Paper GR+AS+EM+NS+SS-WeA1
Atomic Force Acoustic Microscopy Detecting Defects in Graphene-Substrate Interface

Wednesday, October 30, 2013, 2:00 pm, Room 104 B

Session: Dopants, Defects and Interfaces in 2D Materials
Presenter: Q. Tu, Duke University
Authors: Q. Tu, Duke University
Z. Parlak, Duke University
R. Ferris, Duke University
S. Zauscher, Duke University
Correspondent: Click to Email

Graphene has extraordinary mechanical and electrical properties and has been demonstrated wide applications in flexible electronics and sensors. Most of the graphene-based devices functionalizes with graphene on a substrate. The conformation of graphene to the substrate and the bonding between graphene and substrate[1] will influence the electronic properties of graphene[2] and the stress transferred from the substrate to graphene, which is a big issue of device stability. Herein we show that the defects in graphene-substrate interface could be nondestructively detected by atomic force acoustic microscopy (AFAM), which is a dynamic AFM technique sensitive to the tip-sample contact stiffness. The contact stiffness mapping indicates that the graphene covered silicon was softer than uncovered area, which contradicts that graphene is the stiffest material ever known. This is due to the cavity and water molecules present in the graphene-substrate interface. With the topography data, a layered structure model is built up and the simulated contact stiffness mapping matches the experiment well. In addition, graphene was transferred to a substrate with patterened surface chemistry and the contact stiffness in hydrophobic area is higher than that in hydrophilic area, which indicates that reducing water molecules in the interface would increase the graphene-substrate contact.
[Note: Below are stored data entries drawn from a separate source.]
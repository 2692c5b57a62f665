use crate::allocator::TensorAllocatorError;
use crate::layout::TensorLayout;

/// An error type for tensor and image descriptors.
#[derive(thiserror::Error, Debug, PartialEq)]
pub enum TensorDataError {
    /// The layout label is not one of the supported layouts.
    #[error("Unknown tensor layout \"{0}\"")]
    InvalidLayout(String),

    /// The number of shape or stride entries does not match the layout rank.
    #[error("Layout {layout} has rank {expected}, but got {actual} entries")]
    RankMismatch {
        /// The layout of the descriptor.
        layout: TensorLayout,
        /// The rank implied by the layout.
        expected: usize,
        /// The number of entries given.
        actual: usize,
    },

    /// A dimension size is negative.
    #[error("Invalid size {size} at axis {axis}")]
    InvalidShape {
        /// The axis holding the invalid size.
        axis: usize,
        /// The invalid size.
        size: i64,
    },

    /// The row alignment is not a power of two.
    #[error("Row alignment must be a power of two, got {0}")]
    InvalidAlignment(usize),

    /// The tensor layout has no row and column axes.
    #[error("Tensor with layout {0} is not an image-planar tensor")]
    NotImagePlanar(TensorLayout),

    /// The descriptor does not hold the requested plane.
    #[error("Plane index {index} out of bounds for an image with {num_planes} planes")]
    PlaneOutOfBounds {
        /// The requested plane.
        index: usize,
        /// The number of planes in the image.
        num_planes: usize,
    },

    /// An image must have between one and four planes.
    #[error("Invalid number of planes {0}")]
    InvalidPlaneCount(usize),

    /// The buffer size overflows the address space.
    #[error("Buffer size overflows for shape {0:?}")]
    SizeOverflow(Vec<i64>),

    /// Memory allocation failed.
    #[error("Allocation error: {0}")]
    AllocatorError(#[from] TensorAllocatorError),
}
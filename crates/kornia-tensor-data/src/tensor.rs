use crate::{
    allocator::{CpuAllocator, TensorAllocator},
    error::TensorDataError,
    image_data::{ImageDataStrided, ImagePlaneStrided, StridedImageData},
    layout::{Axis, TensorLayout},
    size::ImageSize,
    storage::TensorStorage,
    tensor_data::{StridedTensorData, TensorDataStrided},
};

/// Minimum alignment of the first byte of every buffer.
const BASE_ALIGN: usize = 16;

/// Computes the byte strides of a pitch-linear tensor.
///
/// The last axis is packed with `dtype_size` bytes per element and every other axis
/// is packed over the next one, except the row axis whose stride is rounded up to
/// `row_align`. The row axis is `H` for image layouts and the second to last axis
/// otherwise.
///
/// # Examples
///
/// ```
/// use kornia_tensor_data::{tensor::get_pitch_strides, TensorLayout};
///
/// // 2 images of 3x5 RGB8 pixels, rows aligned to 32 bytes
/// let strides = get_pitch_strides(TensorLayout::Nhwc, &[2, 3, 5, 3], 1, 32).unwrap();
/// assert_eq!(strides, vec![96, 32, 3, 1]);
/// ```
pub fn get_pitch_strides(
    layout: TensorLayout,
    shape: &[i64],
    dtype_size: usize,
    row_align: usize,
) -> Result<Vec<i64>, TensorDataError> {
    let rank = layout.rank();
    if shape.len() != rank {
        return Err(TensorDataError::RankMismatch {
            layout,
            expected: rank,
            actual: shape.len(),
        });
    }
    if let Some(axis) = shape.iter().position(|&s| s < 0) {
        return Err(TensorDataError::InvalidShape {
            axis,
            size: shape[axis],
        });
    }
    if !row_align.is_power_of_two() || row_align > i64::MAX as usize {
        return Err(TensorDataError::InvalidAlignment(row_align));
    }

    let overflow = || TensorDataError::SizeOverflow(shape.to_vec());
    let row_axis = layout.axis_index(Axis::H).or(rank.checked_sub(2));
    let align = row_align as i64;

    let mut strides = vec![0; rank];
    let mut stride = i64::try_from(dtype_size).map_err(|_| overflow())?;
    for axis in (0..rank).rev() {
        if Some(axis) == row_axis {
            stride = stride.checked_add(align - 1).ok_or_else(overflow)? & !(align - 1);
        }
        strides[axis] = stride;
        stride = stride.checked_mul(shape[axis]).ok_or_else(overflow)?;
    }
    Ok(strides)
}

/// An owning pitch-linear tensor buffer.
///
/// The buffer is zero-initialised, freed on drop, and describes itself through
/// [`StridedTensorData`] so that kernels can wrap it without copying.
///
/// # Examples
///
/// ```
/// use kornia_tensor_data::{CpuAllocator, StridedTensorData, Tensor, TensorLayout};
///
/// let tensor = Tensor::new(TensorLayout::Hwc, &[480, 640, 3], 1, 256, CpuAllocator).unwrap();
/// assert_eq!(tensor.stride(0), 2048);
/// assert_eq!(tensor.stride(1), 3);
/// assert_eq!(tensor.len_bytes(), 480 * 2048);
/// ```
#[derive(Debug)]
pub struct Tensor<A: TensorAllocator = CpuAllocator> {
    storage: TensorStorage<A>,
    desc: TensorDataStrided,
}

impl<A: TensorAllocator> Tensor<A> {
    /// Allocates a zeroed pitch-linear tensor.
    ///
    /// # Arguments
    ///
    /// * `layout` - The axis order of the tensor.
    /// * `shape` - The number of elements per axis.
    /// * `dtype_size` - The size in bytes of one element of the last axis.
    /// * `row_align` - The alignment in bytes of every row, a power of two.
    /// * `alloc` - The allocator for the buffer.
    ///
    /// # Errors
    ///
    /// Returns an error if the shape does not match the layout, the alignment is not a
    /// power of two, the size overflows or the allocation fails.
    pub fn new(
        layout: TensorLayout,
        shape: &[i64],
        dtype_size: usize,
        row_align: usize,
        alloc: A,
    ) -> Result<Self, TensorDataError> {
        let strides = get_pitch_strides(layout, shape, dtype_size, row_align)?;
        let len = match shape.first() {
            Some(&outer) => strides[0].checked_mul(outer),
            None => Some(0),
        }
        .and_then(|len| usize::try_from(len).ok())
        .ok_or_else(|| TensorDataError::SizeOverflow(shape.to_vec()))?;

        let mut storage = TensorStorage::new(len, row_align.max(BASE_ALIGN), alloc)?;
        let desc = TensorDataStrided::new(storage.as_mut_ptr(), layout, shape, &strides)?;

        log::debug!(
            "allocated {layout} tensor with shape {shape:?}, strides {strides:?} ({len} bytes)"
        );

        Ok(Self { storage, desc })
    }

    /// Exports the plain descriptor of the tensor.
    ///
    /// The descriptor points into this buffer and must not outlive it. Writing through
    /// it requires that no other reference to the buffer is in use.
    #[inline]
    pub fn export_data(&self) -> TensorDataStrided {
        self.desc
    }

    /// Returns the shape of all axes.
    #[inline]
    pub fn shape_slice(&self) -> &[i64] {
        self.desc.shape_slice()
    }

    /// Returns the byte strides of all axes.
    #[inline]
    pub fn strides_slice(&self) -> &[i64] {
        self.desc.strides_slice()
    }

    /// Returns the size of the buffer in bytes, row padding included.
    #[inline]
    pub fn len_bytes(&self) -> usize {
        self.storage.len()
    }

    /// Returns the whole buffer as bytes.
    #[inline]
    pub fn as_bytes(&self) -> &[u8] {
        self.storage.as_slice()
    }

    /// Returns the whole buffer as mutable bytes.
    #[inline]
    pub fn as_bytes_mut(&mut self) -> &mut [u8] {
        self.storage.as_mut_slice()
    }
}

impl<A: TensorAllocator> StridedTensorData for Tensor<A> {
    #[inline]
    fn layout(&self) -> TensorLayout {
        self.desc.layout()
    }

    #[inline]
    fn shape(&self, axis: usize) -> i64 {
        self.desc.shape(axis)
    }

    #[inline]
    fn stride(&self, axis: usize) -> i64 {
        self.desc.stride(axis)
    }

    #[inline]
    fn base_ptr(&self) -> *mut u8 {
        self.desc.base_ptr()
    }
}

/// An owning single-plane pitch-linear image.
///
/// The pixels are stored as an `HWC` tensor with one channel of `pixel_size` bytes.
///
/// # Examples
///
/// ```
/// use kornia_tensor_data::{CpuAllocator, Image, ImageSize, StridedImageData};
///
/// let image = Image::new(ImageSize { width: 150, height: 100 }, 4, 64, CpuAllocator).unwrap();
/// assert_eq!(image.plane(0).row_stride, 640);
/// assert_eq!(image.size().to_string(), "150x100");
/// ```
#[derive(Debug)]
pub struct Image<A: TensorAllocator = CpuAllocator> {
    tensor: Tensor<A>,
    plane: ImagePlaneStrided,
}

impl<A: TensorAllocator> Image<A> {
    /// Allocates a zeroed image.
    ///
    /// # Arguments
    ///
    /// * `size` - The size of the image in pixels.
    /// * `pixel_size` - The size of one pixel in bytes.
    /// * `row_align` - The alignment in bytes of every row, a power of two.
    /// * `alloc` - The allocator for the buffer.
    ///
    /// # Errors
    ///
    /// Returns an error if the size is negative, the row stride does not fit in 32 bits
    /// or the allocation fails.
    pub fn new(
        size: ImageSize,
        pixel_size: usize,
        row_align: usize,
        alloc: A,
    ) -> Result<Self, TensorDataError> {
        let shape = [size.height as i64, size.width as i64, 1];
        let tensor = Tensor::new(TensorLayout::Hwc, &shape, pixel_size, row_align, alloc)?;
        let row_stride = i32::try_from(tensor.stride(0))
            .map_err(|_| TensorDataError::SizeOverflow(shape.to_vec()))?;
        let plane = ImagePlaneStrided {
            width: size.width,
            height: size.height,
            row_stride,
            base_ptr: tensor.base_ptr(),
        };
        Ok(Self { tensor, plane })
    }

    /// Exports the plain descriptor of the image.
    ///
    /// The same aliasing rules as [`Tensor::export_data`] apply.
    #[inline]
    pub fn export_data(&self) -> ImageDataStrided {
        ImageDataStrided::from_plane(self.plane)
    }

    /// Returns the pixels as an `HWC` tensor with a single channel.
    #[inline]
    pub fn as_tensor(&self) -> &Tensor<A> {
        &self.tensor
    }

    /// Returns the whole buffer as bytes.
    #[inline]
    pub fn as_bytes(&self) -> &[u8] {
        self.tensor.as_bytes()
    }

    /// Returns the whole buffer as mutable bytes.
    #[inline]
    pub fn as_bytes_mut(&mut self) -> &mut [u8] {
        self.tensor.as_bytes_mut()
    }
}

impl<A: TensorAllocator> StridedImageData for Image<A> {
    fn size(&self) -> ImageSize {
        ImageSize {
            width: self.plane.width,
            height: self.plane.height,
        }
    }

    fn num_planes(&self) -> usize {
        1
    }

    fn plane(&self, index: usize) -> ImagePlaneStrided {
        assert_eq!(index, 0, "image has a single plane");
        self.plane
    }
}

#[cfg(test)]
mod tests {
    use super::*;

    #[test]
    fn pitch_strides_nhwc() -> Result<(), TensorDataError> {
        let strides = get_pitch_strides(TensorLayout::Nhwc, &[2, 3, 5, 3], 1, 32)?;
        assert_eq!(strides, vec![96, 32, 3, 1]);

        let strides = get_pitch_strides(TensorLayout::Nhwc, &[2, 3, 8, 4], 1, 32)?;
        assert_eq!(strides, vec![96, 32, 4, 1]);
        Ok(())
    }

    #[test]
    fn pitch_strides_planar() -> Result<(), TensorDataError> {
        let strides = get_pitch_strides(TensorLayout::Nchw, &[1, 3, 4, 10], 4, 64)?;
        assert_eq!(strides, vec![768, 256, 64, 4]);

        let strides = get_pitch_strides(TensorLayout::Chw, &[3, 4, 10], 4, 1)?;
        assert_eq!(strides, vec![160, 40, 4]);
        Ok(())
    }

    #[test]
    fn pitch_strides_non_image() -> Result<(), TensorDataError> {
        let strides = get_pitch_strides(TensorLayout::Nc, &[7, 3], 2, 8)?;
        assert_eq!(strides, vec![8, 2]);

        let strides = get_pitch_strides(TensorLayout::Ncw, &[2, 3, 5], 4, 32)?;
        assert_eq!(strides, vec![96, 32, 4]);
        Ok(())
    }

    #[test]
    fn pitch_strides_errors() {
        assert_eq!(
            get_pitch_strides(TensorLayout::Hwc, &[2, 3, 4], 1, 3),
            Err(TensorDataError::InvalidAlignment(3))
        );
        assert!(matches!(
            get_pitch_strides(TensorLayout::Hwc, &[2, 3], 1, 4),
            Err(TensorDataError::RankMismatch { .. })
        ));
        assert!(matches!(
            get_pitch_strides(TensorLayout::Hwc, &[2, 3, i64::MAX], 4, 4),
            Err(TensorDataError::SizeOverflow(_))
        ));
    }

    #[cfg(target_pointer_width = "64")]
    #[test]
    fn pitch_strides_alignment_beyond_i64() {
        let row_align = 1usize << 63;
        assert_eq!(
            get_pitch_strides(TensorLayout::Hwc, &[2, 3, 4], 1, row_align),
            Err(TensorDataError::InvalidAlignment(row_align))
        );
        assert_eq!(
            get_pitch_strides(TensorLayout::Hwc, &[1, 3, 4], 1, 1 << 62).map(|s| s[0]),
            Ok(1 << 62)
        );
    }

    #[test]
    fn tensor_alloc() -> Result<(), TensorDataError> {
        let mut tensor = Tensor::new(TensorLayout::Nhwc, &[2, 3, 5, 3], 1, 32, CpuAllocator)?;
        assert_eq!(tensor.len_bytes(), 192);
        assert_eq!(tensor.shape_slice(), &[2, 3, 5, 3]);
        assert_eq!(tensor.strides_slice(), &[96, 32, 3, 1]);
        assert_eq!(tensor.base_ptr() as usize % 32, 0);
        assert!(tensor.as_bytes().iter().all(|&b| b == 0));

        tensor.as_bytes_mut()[96 + 32 + 3] = 42;
        let desc = tensor.export_data();
        assert_eq!(desc.base_ptr(), tensor.base_ptr());
        let value = unsafe { *desc.base_ptr().add(131) };
        assert_eq!(value, 42);
        Ok(())
    }

    #[test]
    fn tensor_empty() -> Result<(), TensorDataError> {
        let tensor = Tensor::new(TensorLayout::Hwc, &[0, 3, 3], 1, 1, CpuAllocator)?;
        assert_eq!(tensor.len_bytes(), 0);
        assert!(tensor.as_bytes().is_empty());
        Ok(())
    }

    #[test]
    fn image_alloc() -> Result<(), TensorDataError> {
        let image = Image::new(ImageSize::from([10, 4]), 3, 16, CpuAllocator)?;
        assert_eq!(image.num_planes(), 1);
        assert_eq!(image.size(), ImageSize::from([10, 4]));

        let plane = image.export_data().plane(0);
        assert_eq!(plane.row_stride, 32);
        assert_eq!(plane.width, 10);
        assert_eq!(plane.height, 4);
        assert_eq!(plane.base_ptr, image.as_tensor().base_ptr());
        assert_eq!(image.as_bytes().len(), 128);
        Ok(())
    }

    #[test]
    fn image_negative_size() {
        let res = Image::new(ImageSize::from([-1, 4]), 1, 1, CpuAllocator);
        assert!(matches!(res, Err(TensorDataError::InvalidShape { axis: 1, .. })));
    }
}
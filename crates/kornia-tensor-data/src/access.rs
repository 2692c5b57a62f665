use crate::{
    error::TensorDataError,
    layout::{Axis, TensorLayout},
    tensor_data::StridedTensorData,
};

/// Image-oriented accessor over a strided tensor descriptor.
///
/// Maps the layout axes of an image tensor (`NHWC`, `HWC`, `NCHW`, `CHW`) to the
/// sample, row, column and channel strides that kernels need, regardless of where
/// each axis sits in the layout.
///
/// # Examples
///
/// ```
/// use kornia_tensor_data::{TensorDataAccessStridedImagePlanar, TensorDataStrided, TensorLayout};
///
/// let mut data = vec![0u8; 3 * 16 * 64];
/// let desc = TensorDataStrided::new(
///     data.as_mut_ptr(),
///     TensorLayout::Chw,
///     &[3, 16, 60],
///     &[1024, 64, 1],
/// )
/// .unwrap();
///
/// let access = TensorDataAccessStridedImagePlanar::create(&desc).unwrap();
/// assert_eq!(access.num_channels(), 3);
/// assert_eq!(access.row_stride(), 64);
/// assert_eq!(access.col_stride(), 1);
/// assert_eq!(access.chan_stride(), 1024);
/// assert_eq!(access.sample_stride(), 0);
/// ```
#[derive(Debug)]
pub struct TensorDataAccessStridedImagePlanar<'a, D: StridedTensorData + ?Sized> {
    data: &'a D,
    idx_n: Option<usize>,
    idx_c: Option<usize>,
    idx_h: usize,
    idx_w: usize,
}

impl<'a, D: StridedTensorData + ?Sized> TensorDataAccessStridedImagePlanar<'a, D> {
    /// Creates the accessor for `data`.
    ///
    /// # Errors
    ///
    /// Returns [`TensorDataError::NotImagePlanar`] if the layout has no row or no column axis.
    pub fn create(data: &'a D) -> Result<Self, TensorDataError> {
        let layout = data.layout();
        let (Some(idx_h), Some(idx_w)) = (layout.axis_index(Axis::H), layout.axis_index(Axis::W))
        else {
            return Err(TensorDataError::NotImagePlanar(layout));
        };
        Ok(Self {
            data,
            idx_n: layout.axis_index(Axis::N),
            idx_c: layout.axis_index(Axis::C),
            idx_h,
            idx_w,
        })
    }

    /// Returns the layout of the wrapped tensor.
    #[inline]
    pub fn layout(&self) -> TensorLayout {
        self.data.layout()
    }

    /// Returns the address of the first element.
    #[inline]
    pub fn base_ptr(&self) -> *mut u8 {
        self.data.base_ptr()
    }

    /// Number of samples, 1 for layouts without a sample axis.
    pub fn num_samples(&self) -> i64 {
        self.idx_n.map_or(1, |i| self.data.shape(i))
    }

    /// Number of rows of each sample.
    pub fn num_rows(&self) -> i64 {
        self.data.shape(self.idx_h)
    }

    /// Number of columns of each row.
    pub fn num_cols(&self) -> i64 {
        self.data.shape(self.idx_w)
    }

    /// Number of channels, 1 for layouts without a channel axis.
    pub fn num_channels(&self) -> i64 {
        self.idx_c.map_or(1, |i| self.data.shape(i))
    }

    /// Bytes between two samples, 0 for layouts without a sample axis.
    pub fn sample_stride(&self) -> i64 {
        self.idx_n.map_or(0, |i| self.data.stride(i))
    }

    /// Bytes between two rows.
    pub fn row_stride(&self) -> i64 {
        self.data.stride(self.idx_h)
    }

    /// Bytes between two columns.
    pub fn col_stride(&self) -> i64 {
        self.data.stride(self.idx_w)
    }

    /// Bytes between two channels, 0 for layouts without a channel axis.
    pub fn chan_stride(&self) -> i64 {
        self.idx_c.map_or(0, |i| self.data.stride(i))
    }
}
[1] L. H. Liu and M. D. Yan, "Simple Method for the Covalent Immobilization of Graphene," vol. 9, pp. 3375-3378, Sep 2009.

[2] M. Lafkioti, B. Krauss, T. Lohmann, U. Zschieschang, H. Klauk, K. von Klitzing, and J. H. Smet, "Graphene on a Hydrophobic Substrate: Doping Reduction and Hysteresis Suppression under Ambient Conditions," vol. 10, pp. 1149-1153, Apr 2010.